When people have more money, they tend to spend it–which leads to more demand for products and services. This can reverberate throughout an economy, increasing costs and prices for a broad array of goods and services, known as demand-pull inflation. This type of inflation can be a welcome boost to the economy, but it can also reduce the purchasing power of consumers, leading to higher consumer debt and less consumption overall.
In the aftermath of the COVID-19 pandemic, many countries experienced a surge in global price levels. This surge has been attributed to many factors, including the disruption of global supply chains by the virus and the various economic stimulus packages that were implemented in 2020 and 2021. Many economists predicted that this surge would be temporary, with prices decreasing once supplies rebounded and consumers regained confidence in the availability of important goods.

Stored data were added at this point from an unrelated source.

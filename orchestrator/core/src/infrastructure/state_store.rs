// Copyright (c) 2026 100monkeys.ai
// SPDX-License-Identifier: AGPL-3.0

//! # File-backed State Store
//!
//! Holds the single [`StateDocument`] as pretty-printed JSON on local disk.
//!
//! - Every read goes back to disk so out-of-band edits and corruption are
//!   noticed. A missing or unparseable file is replaced by a fresh document
//!   (revision 0) and persisted.
//! - [`StateStore::mutate`] runs read-transform-commit-persist under one
//!   exclusive guard, so concurrent mutations serialize and each bumps the
//!   revision exactly once.
//! - [`StateStore::exclusive`] hands that guard to the caller, so work that
//!   must follow the commit order (the routing artifact) can run before it
//!   is released.
//! - Persistence writes a sibling temp file, syncs it, then renames it over
//!   the target. A crash mid-write leaves either the old or the new document.

use std::fs;
use std::io::{ErrorKind, Write};
use std::path::{Path, PathBuf};

use parking_lot::{RwLock, RwLockWriteGuard};
use tracing::{debug, warn};

use crate::domain::state::{now, StateDocument, Timestamp};

#[derive(Debug, thiserror::Error)]
pub enum StateStoreError {
    #[error("failed to read state from {}: {source}", path.display())]
    Read {
        path: PathBuf,
        #[source]
        source: std::io::Error,
    },

    #[error("failed to persist state to {}: {source}", path.display())]
    Persistence {
        path: PathBuf,
        #[source]
        source: std::io::Error,
    },

    #[error("failed to serialize state: {0}")]
    Serialization(#[from] serde_json::Error),
}

pub struct StateStore {
    path: PathBuf,
    guard: RwLock<()>,
}

impl StateStore {
    pub fn new(path: impl Into<PathBuf>) -> Self {
        Self {
            path: path.into(),
            guard: RwLock::new(()),
        }
    }

    /// Create the store and make sure a valid document exists on disk
    pub fn open(path: impl Into<PathBuf>) -> Result<Self, StateStoreError> {
        let store = Self::new(path);
        let doc = store.read()?;
        debug!(path = %store.path.display(), revision = doc.revision(), "State store opened");
        Ok(store)
    }

    pub fn path(&self) -> &Path {
        &self.path
    }

    /// Current committed document
    pub fn read(&self) -> Result<StateDocument, StateStoreError> {
        {
            let _shared = self.guard.read();
            if let Some(doc) = self.load()? {
                return Ok(doc);
            }
        }

        // Missing or corrupt: repair under the exclusive guard. Another
        // caller may have repaired it in between, so load() runs again.
        let _exclusive = self.guard.write();
        self.load_or_repair()
    }

    /// Hold the exclusive guard until the returned section is dropped.
    ///
    /// Calling any other method of this store while holding it deadlocks.
    pub fn exclusive(&self) -> ExclusiveSection<'_> {
        ExclusiveSection {
            store: self,
            _guard: self.guard.write(),
        }
    }

    /// Apply `transform` to the current document and commit the result.
    ///
    /// The transform receives the commit timestamp. On success the revision
    /// has advanced by one and the returned snapshot is what is on disk.
    /// On a persistence error the on-disk document is left untouched.
    pub fn mutate<R, F>(&self, transform: F) -> Result<(StateDocument, R), StateStoreError>
    where
        F: FnOnce(&mut StateDocument, Timestamp) -> R,
    {
        self.exclusive().mutate(transform)
    }

    /// Like [`StateStore::mutate`], but a transform returning `None` leaves
    /// the document uncommitted: no revision bump, nothing written.
    pub fn mutate_if<R, F>(&self, transform: F) -> Result<Option<(StateDocument, R)>, StateStoreError>
    where
        F: FnOnce(&mut StateDocument, Timestamp) -> Option<R>,
    {
        self.exclusive().mutate_if(transform)
    }

    // Callers must hold the exclusive guard.
    fn load_or_repair(&self) -> Result<StateDocument, StateStoreError> {
        if let Some(doc) = self.load()? {
            return Ok(doc);
        }
        let fresh = StateDocument::empty(now());
        self.persist(&fresh)?;
        Ok(fresh)
    }

    fn load(&self) -> Result<Option<StateDocument>, StateStoreError> {
        let content = match fs::read_to_string(&self.path) {
            Ok(content) => content,
            Err(e) if e.kind() == ErrorKind::NotFound => {
                debug!(path = %self.path.display(), "State file missing, initializing");
                return Ok(None);
            }
            Err(source) => {
                return Err(StateStoreError::Read {
                    path: self.path.clone(),
                    source,
                })
            }
        };

        match serde_json::from_str::<StateDocument>(&content) {
            Ok(doc) => Ok(Some(doc)),
            Err(e) => {
                warn!(
                    path = %self.path.display(),
                    error = %e,
                    "State file is corrupt, replacing with a fresh document"
                );
                Ok(None)
            }
        }
    }

    fn persist(&self, doc: &StateDocument) -> Result<(), StateStoreError> {
        let body = serde_json::to_string_pretty(doc)?;
        write_atomic(&self.path, body.as_bytes()).map_err(|source| StateStoreError::Persistence {
            path: self.path.clone(),
            source,
        })
    }
}

/// A held exclusive guard on a [`StateStore`]
pub struct ExclusiveSection<'a> {
    store: &'a StateStore,
    _guard: RwLockWriteGuard<'a, ()>,
}

impl ExclusiveSection<'_> {
    /// Current committed document, repaired if missing or corrupt
    pub fn current(&self) -> Result<StateDocument, StateStoreError> {
        self.store.load_or_repair()
    }

    pub fn mutate<R, F>(&self, transform: F) -> Result<(StateDocument, R), StateStoreError>
    where
        F: FnOnce(&mut StateDocument, Timestamp) -> R,
    {
        let mut doc = self.store.load_or_repair()?;
        let at = now();
        let output = transform(&mut doc, at);
        doc.commit(at);
        self.store.persist(&doc)?;

        debug!(revision = doc.revision(), "State committed");
        Ok((doc, output))
    }

    pub fn mutate_if<R, F>(&self, transform: F) -> Result<Option<(StateDocument, R)>, StateStoreError>
    where
        F: FnOnce(&mut StateDocument, Timestamp) -> Option<R>,
    {
        let mut doc = self.store.load_or_repair()?;
        let at = now();
        let Some(output) = transform(&mut doc, at) else {
            return Ok(None);
        };
        doc.commit(at);
        self.store.persist(&doc)?;

        debug!(revision = doc.revision(), "State committed");
        Ok(Some((doc, output)))
    }
}

/// Write `contents` to a sibling temp file and rename it over `path`
pub(crate) fn write_atomic(path: &Path, contents: &[u8]) -> std::io::Result<()> {
    if let Some(parent) = path.parent() {
        if !parent.as_os_str().is_empty() {
            fs::create_dir_all(parent)?;
        }
    }

    let tmp = temp_path(path);
    let result = (|| {
        let mut file = fs::File::create(&tmp)?;
        file.write_all(contents)?;
        file.sync_all()?;
        fs::rename(&tmp, path)
    })();

    if result.is_err() {
        let _ = fs::remove_file(&tmp);
    }
    result
}

/// `<file name>.tmp` next to `path`, keeping the original extension
fn temp_path(path: &Path) -> PathBuf {
    let mut name = path.file_name().map(|n| n.to_os_string()).unwrap_or_default();
    name.push(".tmp");
    path.with_file_name(name)
}

#[cfg(test)]
mod tests {
    use super::*;
    use crate::domain::state::StorageStatus;
    use std::sync::Arc;
    use tempfile::TempDir;

    fn store_in(dir: &TempDir) -> StateStore {
        StateStore::new(dir.path().join("runtime").join("state.json"))
    }

    #[test]
    fn test_fresh_store_initializes_document() {
        let dir = TempDir::new().unwrap();
        let store = store_in(&dir);

        let doc = store.read().unwrap();
        assert_eq!(doc.revision(), 0);
        assert!(doc.domains.is_empty());
        assert!(doc.agents.is_empty());
        assert_eq!(doc.meta.storage_status, StorageStatus::Uninitialized);
        assert!(store.path().exists());
    }

    #[test]
    fn test_mutate_bumps_revision_and_persists() {
        let dir = TempDir::new().unwrap();
        let store = store_in(&dir);

        let (first, _) = store.mutate(|_, _| ()).unwrap();
        assert_eq!(first.revision(), 1);
        let (second, value) = store.mutate(|_, _| 42).unwrap();
        assert_eq!(second.revision(), 2);
        assert_eq!(value, 42);

        let reopened = StateStore::open(store.path().to_path_buf()).unwrap();
        assert_eq!(reopened.read().unwrap().revision(), 2);
    }

    #[test]
    fn test_corrupt_file_is_replaced() {
        let dir = TempDir::new().unwrap();
        let store = store_in(&dir);
        store.mutate(|_, _| ()).unwrap();

        fs::write(store.path(), "{ not json").unwrap();

        let doc = store.read().unwrap();
        assert_eq!(doc.revision(), 0);
        let on_disk: StateDocument =
            serde_json::from_str(&fs::read_to_string(store.path()).unwrap()).unwrap();
        assert_eq!(on_disk.revision(), 0);
    }

    #[test]
    fn test_persistence_failure_leaves_disk_untouched() {
        let dir = TempDir::new().unwrap();
        let store = store_in(&dir);
        store.mutate(|_, _| ()).unwrap();

        // A directory squatting on the temp path makes the write fail
        fs::create_dir_all(temp_path(store.path())).unwrap();

        let result = store.mutate(|_, _| ());
        assert!(matches!(result, Err(StateStoreError::Persistence { .. })));
        assert_eq!(store.read().unwrap().revision(), 1);
    }

    #[test]
    fn test_mutate_if_skips_unchanged() {
        let dir = TempDir::new().unwrap();
        let store = store_in(&dir);
        store.mutate(|_, _| ()).unwrap();

        let skipped = store.mutate_if(|_, _| None::<()>).unwrap();
        assert!(skipped.is_none());
        assert_eq!(store.read().unwrap().revision(), 1);

        let (doc, _) = store.mutate_if(|_, _| Some(())).unwrap().unwrap();
        assert_eq!(doc.revision(), 2);
    }

    #[test]
    fn test_concurrent_mutations_serialize() {
        let dir = TempDir::new().unwrap();
        let store = Arc::new(store_in(&dir));

        let handles: Vec<_> = (0..8)
            .map(|_| {
                let store = Arc::clone(&store);
                std::thread::spawn(move || {
                    for _ in 0..5 {
                        store.mutate(|_, _| ()).unwrap();
                    }
                })
            })
            .collect();
        for handle in handles {
            handle.join().unwrap();
        }

        assert_eq!(store.read().unwrap().revision(), 40);
    }

    #[test]
    fn test_exclusive_section_sees_its_own_commits() {
        let dir = TempDir::new().unwrap();
        let store = store_in(&dir);

        {
            let section = store.exclusive();
            let (doc, _) = section.mutate(|_, _| ()).unwrap();
            assert_eq!(doc.revision(), 1);
            assert!(section.mutate_if(|_, _| None::<()>).unwrap().is_none());
            assert_eq!(section.current().unwrap().revision(), 1);
        }

        assert_eq!(store.read().unwrap().revision(), 1);
    }

    #[test]
    fn test_same_stem_files_use_distinct_temp_paths() {
        let dir = TempDir::new().unwrap();
        let state = dir.path().join("dynamic").join("domains.json");
        let routes = dir.path().join("dynamic").join("domains.yml");

        assert_eq!(temp_path(&state), dir.path().join("dynamic").join("domains.json.tmp"));
        assert_ne!(temp_path(&state), temp_path(&routes));

        // the routing file's temp path is taken; the state write still lands
        fs::create_dir_all(temp_path(&routes)).unwrap();
        write_atomic(&state, b"{}").unwrap();
        assert_eq!(fs::read_to_string(&state).unwrap(), "{}");
        assert!(!temp_path(&state).exists());
    }
}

But others argued that the global demand surge was the driving force behind price increases. They noted that the large fiscal packages in the United States and elsewhere increased disposable incomes for consumers, giving them more spending power and contributing to inflationary pressures. This was a form of indirect supply-side inflation, as the increase in spending led to increased demand for commodities and other goods that are already in short supply.
Our RCTs confirm that direct supply-side or indirect demand-side inflation played an important role in the global run-up of prices during and after the pandemic. However, our decomposition of year-over-year price changes shows that the inflation driven by global supply shortages and the increase in commodity prices tended to be more persistent than the demand-driven component of the surge.